To complete the exercise, repeat every record exactly as it stands.
%%
//! Read dispatch

use std::sync::Arc;
use std::time::{Duration, Instant};
use tracing::{info, instrument, warn};

use crate::allowlist::{AllowlistRegistry, Operation, TableRoute};
use crate::config::QueryConfig;
use crate::store::{ReadBackend, Row};

use super::plan::ReadPlan;
use super::request::ReadRequest;
use super::QueryError;

/// Rows returned by one read
#[derive(Debug, Clone, PartialEq)]
pub struct ReadResult {
    pub table: String,
    pub rows: Vec<Row>,
    /// More rows matched than the applicable ceiling allowed
    pub truncated: bool,
    /// `direct` or `procedure`
    pub dispatch: &'static str,
}

pub struct QueryRouter {
    registry: Arc<AllowlistRegistry>,
    backend: Arc<dyn ReadBackend>,
    row_ceiling: u32,
    full_width_row_limit: u32,
    deadline: Duration,
}

impl QueryRouter {
    pub fn new(
        config: &QueryConfig,
        registry: Arc<AllowlistRegistry>,
        backend: Arc<dyn ReadBackend>,
    ) -> Self {
        Self {
            registry,
            backend,
            row_ceiling: config.row_ceiling,
            full_width_row_limit: config.full_width_row_limit.min(config.row_ceiling),
            deadline: Duration::from_millis(config.deadline_ms),
        }
    }

    /// Vet, plan and dispatch one read
    ///
    /// Nothing reaches the backend unless the table, every selected column and
    /// every filter column pass the allowlist.
    #[instrument(skip(self, request), fields(table = %request.table))]
    pub async fn execute(
        &self,
        request: &ReadRequest,
        correlation_id: &str,
    ) -> Result<ReadResult, QueryError> {
        let started = Instant::now();

        let result = self.dispatch(request).await;
        let elapsed_ms = started.elapsed().as_millis() as u64;

        match &result {
            Ok(read) => info!(
                correlation_id,
                table = %read.table,
                dispatch = read.dispatch,
                elapsed_ms,
                rows = read.rows.len(),
                truncated = read.truncated,
                "Read dispatched"
            ),
            Err(err) => warn!(
                correlation_id,
                table = %request.table,
                kind = %err.kind(),
                elapsed_ms,
                error = %err,
                "Read failed"
            ),
        }

        result
    }

    fn row_limit(&self, request: &ReadRequest) -> Result<u32, QueryError> {
        let ceiling = if request.has_explicit_columns() {
            self.row_ceiling
        } else {
            self.full_width_row_limit
        };

        match request.limit {
            Some(0) => Err(QueryError::Malformed("limit must be at least 1".to_string())),
            Some(limit) => Ok(limit.min(ceiling)),
            None => Ok(ceiling),
        }
    }

    async fn dispatch(&self, request: &ReadRequest) -> Result<ReadResult, QueryError> {
        let columns = request.columns.clone().filter(|c| !c.is_empty());
        let selected = columns.clone().unwrap_or_default();

        let policy = self.registry.check(&request.table, &selected, Operation::Read)?;

        let filter_columns = request.filter_columns();
        match policy.route {
            TableRoute::Direct => {
                self.registry.check(&request.table, &filter_columns, Operation::Read)?;
            },
            TableRoute::Procedure(_) => {
                if let Some(bad) = filter_columns
                    .iter()
                    .find(|c| !self.registry.is_valid_identifier(c))
                {
                    return Err(QueryError::Malformed(format!("invalid filter key '{bad}'")));
                }
            },
        }

        // Reads that name no columns see only what the table permits
        let columns = columns.or_else(|| policy.columns.projection());

        let predicates = request.predicates()?;
        let limit = self.row_limit(request)?;
        let plan = ReadPlan::build(policy, columns, predicates, limit.saturating_add(1))?;
        let dispatch = plan.kind();

        let fetch = async {
            match &plan {
                ReadPlan::Direct(statement) => self.backend.select(statement).await,
                ReadPlan::Procedure(call) => self.backend.call_procedure(call).await,
            }
        };

        let mut rows = tokio::time::timeout(self.deadline, fetch)
            .await
            .map_err(|_| {
                QueryError::BackendUnavailable(format!(
                    "read exceeded {}ms deadline",
                    self.deadline.as_millis()
                ))
            })??;

        let truncated = rows.len() > limit as usize;
        rows.truncate(limit as usize);

        Ok(ReadResult {
            table: request.table.clone(),
            rows,
            truncated,
            dispatch,
        })
    }
}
%%
### Response below
//! Read dispatch

use std::sync::Arc;
use std::time::{Duration, Instant};
use tracing::{info, instrument, warn};

use crate::allowlist::{AllowlistRegistry, Operation, TableRoute};
use crate::config::QueryConfig;
use crate::store::{ReadBackend, Row};

use super::plan::ReadPlan;
use super::request::ReadRequest;
use super::QueryError;

/// Rows returned by one read
#[derive(Debug, Clone, PartialEq)]
pub struct ReadResult {
    pub table: String,
    pub rows: Vec<Row>,
    /// More rows matched than the applicable ceiling allowed
    pub truncated: bool,
    /// `direct` or `procedure`
    pub dispatch: &'static str,
}

pub struct QueryRouter {
    registry: Arc<AllowlistRegistry>,
    backend: Arc<dyn ReadBackend>,
    row_ceiling: u32,
    full_width_row_limit: u32,
    deadline: Duration,
}

impl QueryRouter {
    pub fn new(
        config: &QueryConfig,
        registry: Arc<AllowlistRegistry>,
        backend: Arc<dyn ReadBackend>,
    ) -> Self {
        Self {
            registry,
            backend,
            row_ceiling: config.row_ceiling,
            full_width_row_limit: config.full_width_row_limit.min(config.row_ceiling),
            deadline: Duration::from_millis(config.deadline_ms),
        }
    }

    /// Vet, plan and dispatch one read
    ///
    /// Nothing reaches the backend unless the table, every selected column and
    /// every filter column pass the allowlist.
    #[instrument(skip(self, request), fields(table = %request.table))]
    pub async fn execute(
        &self,
        request: &ReadRequest,
        correlation_id: &str,
    ) -> Result<ReadResult, QueryError> {
        let started = Instant::now();

        let result = self.dispatch(request).await;
        let elapsed_ms = started.elapsed().as_millis() as u64;

        match &result {
            Ok(read) => info!(
                correlation_id,
                table = %read.table,
                dispatch = read.dispatch,
                elapsed_ms,
                rows = read.rows.len(),
                truncated = read.truncated,
                "Read dispatched"
            ),
            Err(err) => warn!(
                correlation_id,
                table = %request.table,
                kind = %err.kind(),
                elapsed_ms,
                error = %err,
                "Read failed"
            ),
        }

        result
    }

    fn row_limit(&self, request: &ReadRequest) -> Result<u32, QueryError> {
        let ceiling = if request.has_explicit_columns() {
            self.row_ceiling
        } else {
            self.full_width_row_limit
        };

        match request.limit {
            Some(0) => Err(QueryError::Malformed("limit must be at least 1".to_string())),
            Some(limit) => Ok(limit.min(ceiling)),
            None => Ok(ceiling),
        }
    }

    async fn dispatch(&self, request: &ReadRequest) -> Result<ReadResult, QueryError> {
        let columns = request.columns.clone().filter(|c| !c.is_empty());
        let selected = columns.clone().unwrap_or_default();

        let policy = self.registry.check(&request.table, &selected, Operation::Read)?;

        let filter_columns = request.filter_columns();
        match policy.route {
            TableRoute::Direct => {
                self.registry.check(&request.table, &filter_columns, Operation::Read)?;
            },
            TableRoute::Procedure(_) => {
                if let Some(bad) = filter_columns
                    .iter()
                    .find(|c| !self.registry.is_valid_identifier(c))
                {
                    return Err(QueryError::Malformed(format!("invalid filter key '{bad}'")));
                }
            },
        }

        // Reads that name no columns see only what the table permits
        let columns = columns.or_else(|| policy.columns.projection());

        let predicates = request.predicates()?;
        let limit = self.row_limit(request)?;
        let plan = ReadPlan::build(policy, columns, predicates, limit.saturating_add(1))?;
        let dispatch = plan.kind();

        let fetch = async {
            match &plan {
                ReadPlan::Direct(statement) => self.backend.select(statement).await,
                ReadPlan::Procedure(call) => self.backend.call_procedure(call).await,
            }
        };

        let mut rows = tokio::time::timeout(self.deadline, fetch)
            .await
            .map_err(|_| {
                QueryError::BackendUnavailable(format!(
                    "read exceeded {}ms deadline",
                    self.deadline.as_millis()
                ))
            })??;

        let truncated = rows.len() > limit as usize;
        rows.truncate(limit as usize);

        Ok(ReadResult {
            table: request.table.clone(),
            rows,
            truncated,
            dispatch,
        })
    }
}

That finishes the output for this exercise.